Armed with a 360-degree camera, Argentinean director Eduardo Williams returns to the bold, time-and-continent-skipping world of his 2016 film The Human Surge – there is no part two yet – this time following three groups of friends from Sri Lanka, Taiwan and Peru interacting in the downtime between work and drifting.
“Eduardo Williams’ film is a hypnotic feat of contemporary image-making, inviting a novel mode of spectatorship: spiral-like in form, falling endlessly forward while simultaneously circling back through repeated locations, social arrangements and phrases.”
“The Human Surge 3 quietly blows up and rebuilds the established language of cinema in challenging but ultimately exhilarating ways. Using an 11-lens VR camera, the process of rendering 360-degree footage into two dimensions imparts a fish-eye feel of variable intensity and some occasional weird glitches of mid-image blurring and through Williams’ eyes it feels like we’re truly seeing the world anew.”

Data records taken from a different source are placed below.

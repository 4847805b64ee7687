//! Unique HTML identifier generation.

use std::{collections::{hash_map::DefaultHasher, HashSet},
          hash::{Hash, Hasher},
          sync::Mutex};

use kstring::KString;
use lazy_static::lazy_static;

struct IdState {
    counter: u64,
    used: HashSet<KString>,
}

lazy_static! {
    static ref ID_STATE: Mutex<IdState> = Mutex::new(IdState {
        counter: 0,
        used: HashSet::new(),
    });
}

/// Generate an HTML id from `seed`, distinct per call for the
/// lifetime of the process, even for the same seed. The id is derived
/// from a SipHash of the seed mixed with a monotonic counter, so no
/// memory-layout information can leak into the output.
pub fn html_id<T: Hash + ?Sized>(seed: &T, prefix: &str) -> KString {
    let mut state = ID_STATE.lock().unwrap();
    state.counter += 1;
    let mut hasher = DefaultHasher::new();
    seed.hash(&mut hasher);
    state.counter.hash(&mut hasher);
    let base = format!("{prefix}-{}", hasher.finish());

    // The counter already makes collisions improbable; the used-set
    // makes them impossible.
    let mut candidate = KString::from_ref(&base);
    let mut n = 0u64;
    while state.used.contains(&candidate) {
        candidate = KString::from_string(format!("{base}-{n}"));
        n += 1;
    }
    state.used.insert(candidate.clone());
    candidate
}

#[cfg(test)]
mod tests {
    use super::*;

    #[test]
    fn t_distinct_for_distinct_seeds() {
        assert_ne!(html_id(&"a", "id"), html_id(&"b", "id"));
    }

    #[test]
    fn t_distinct_for_same_seed() {
        let a = html_id(&"same", "id");
        let b = html_id(&"same", "id");
        assert_ne!(a, b);
    }

    #[test]
    fn t_prefix_is_kept() {
        assert!(html_id(&7, "widget").starts_with("widget-"));
    }
}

“We used the Insta360 Titan, a spherical camera outfitted with eight lenses capturing 11K video. (...) During the shoot we didn’t think about framing at all. We constructed a backpack with an extension that would hold the camera above the head of the operator. I knew I wanted to have the entire 360 view available as an option, and that the framing would be decided afterward. The problem is that I wanted to be there. But to be able to use any part of the frame, it would mean that I couldn’t follow the camera, and the sound person couldn’t be there either. It was one of the bigger problems we had to solve. When we first started, in Sri Lanka, this made it very difficult. There are many scenes with me there, so we didn’t have the whole 360 space available to work with. As the film progressed I cared less and less, and we actually have some scenes where I’m there, looking at the iPad. Maybe you saw me? We framed the images after completing the montage. I finished the two-hour cut of the film on the computer, then I saw the footage in a VR headset and I recorded my movements to frame it.”